Exercise directions:
Return the records below exactly, leaving nothing out.

Information provided:

= = =

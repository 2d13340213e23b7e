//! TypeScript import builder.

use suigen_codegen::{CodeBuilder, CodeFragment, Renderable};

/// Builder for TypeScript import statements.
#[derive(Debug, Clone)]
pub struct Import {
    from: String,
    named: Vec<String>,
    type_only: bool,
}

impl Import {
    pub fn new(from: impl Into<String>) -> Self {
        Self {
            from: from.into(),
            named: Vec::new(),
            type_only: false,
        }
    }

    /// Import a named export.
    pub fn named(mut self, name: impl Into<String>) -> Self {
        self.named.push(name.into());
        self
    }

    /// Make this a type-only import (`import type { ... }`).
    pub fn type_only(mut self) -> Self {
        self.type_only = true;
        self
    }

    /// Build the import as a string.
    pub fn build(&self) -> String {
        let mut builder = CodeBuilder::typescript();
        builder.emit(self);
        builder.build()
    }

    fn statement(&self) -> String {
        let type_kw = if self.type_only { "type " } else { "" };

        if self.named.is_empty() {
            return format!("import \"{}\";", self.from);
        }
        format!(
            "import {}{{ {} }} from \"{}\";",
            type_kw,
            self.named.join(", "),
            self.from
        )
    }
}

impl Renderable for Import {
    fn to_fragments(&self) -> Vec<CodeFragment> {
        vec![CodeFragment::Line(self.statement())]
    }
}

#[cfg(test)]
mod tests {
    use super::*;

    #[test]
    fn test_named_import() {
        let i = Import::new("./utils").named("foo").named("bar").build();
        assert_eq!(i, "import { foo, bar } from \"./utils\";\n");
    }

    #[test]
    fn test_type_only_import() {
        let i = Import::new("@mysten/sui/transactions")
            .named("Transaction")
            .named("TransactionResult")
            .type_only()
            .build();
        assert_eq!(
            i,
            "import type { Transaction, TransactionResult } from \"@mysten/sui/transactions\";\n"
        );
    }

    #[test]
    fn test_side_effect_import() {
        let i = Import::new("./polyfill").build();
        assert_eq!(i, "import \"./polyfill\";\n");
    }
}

= = =

Problem solution:
repository 2d13340213e23b7e
//! TypeScript import builder.

use suigen_codegen::{CodeBuilder, CodeFragment, Renderable};

/// Builder for TypeScript import statements.
#[derive(Debug, Clone)]
pub struct Import {
    from: String,
    named: Vec<String>,
    type_only: bool,
}

impl Import {
    pub fn new(from: impl Into<String>) -> Self {
        Self {
            from: from.into(),
            named: Vec::new(),
            type_only: false,
        }
    }

    /// Import a named export.
    pub fn named(mut self, name: impl Into<String>) -> Self {
        self.named.push(name.into());
        self
    }

    /// Make this a type-only import (`import type { ... }`).
    pub fn type_only(mut self) -> Self {
        self.type_only = true;
        self
    }

    /// Build the import as a string.
    pub fn build(&self) -> String {
        let mut builder = CodeBuilder::typescript();
        builder.emit(self);
        builder.build()
    }

    fn statement(&self) -> String {
        let type_kw = if self.type_only { "type " } else { "" };

        if self.named.is_empty() {
            return format!("import \"{}\";", self.from);
        }
        format!(
            "import {}{{ {} }} from \"{}\";",
            type_kw,
            self.named.join(", "),
            self.from
        )
    }
}

impl Renderable for Import {
    fn to_fragments(&self) -> Vec<CodeFragment> {
        vec![CodeFragment::Line(self.statement())]
    }
}

#[cfg(test)]
mod tests {
    use super::*;

    #[test]
    fn test_named_import() {
        let i = Import::new("./utils").named("foo").named("bar").build();
        assert_eq!(i, "import { foo, bar } from \"./utils\";\n");
    }

    #[test]
    fn test_type_only_import() {
        let i = Import::new("@mysten/sui/transactions")
            .named("Transaction")
            .named("TransactionResult")
            .type_only()
            .build();
        assert_eq!(
            i,
            "import type { Transaction, TransactionResult } from \"@mysten/sui/transactions\";\n"
        );
    }

    #[test]
    fn test_side_effect_import() {
        let i = Import::new("./polyfill").build();
        assert_eq!(i, "import \"./polyfill\";\n");
    }
}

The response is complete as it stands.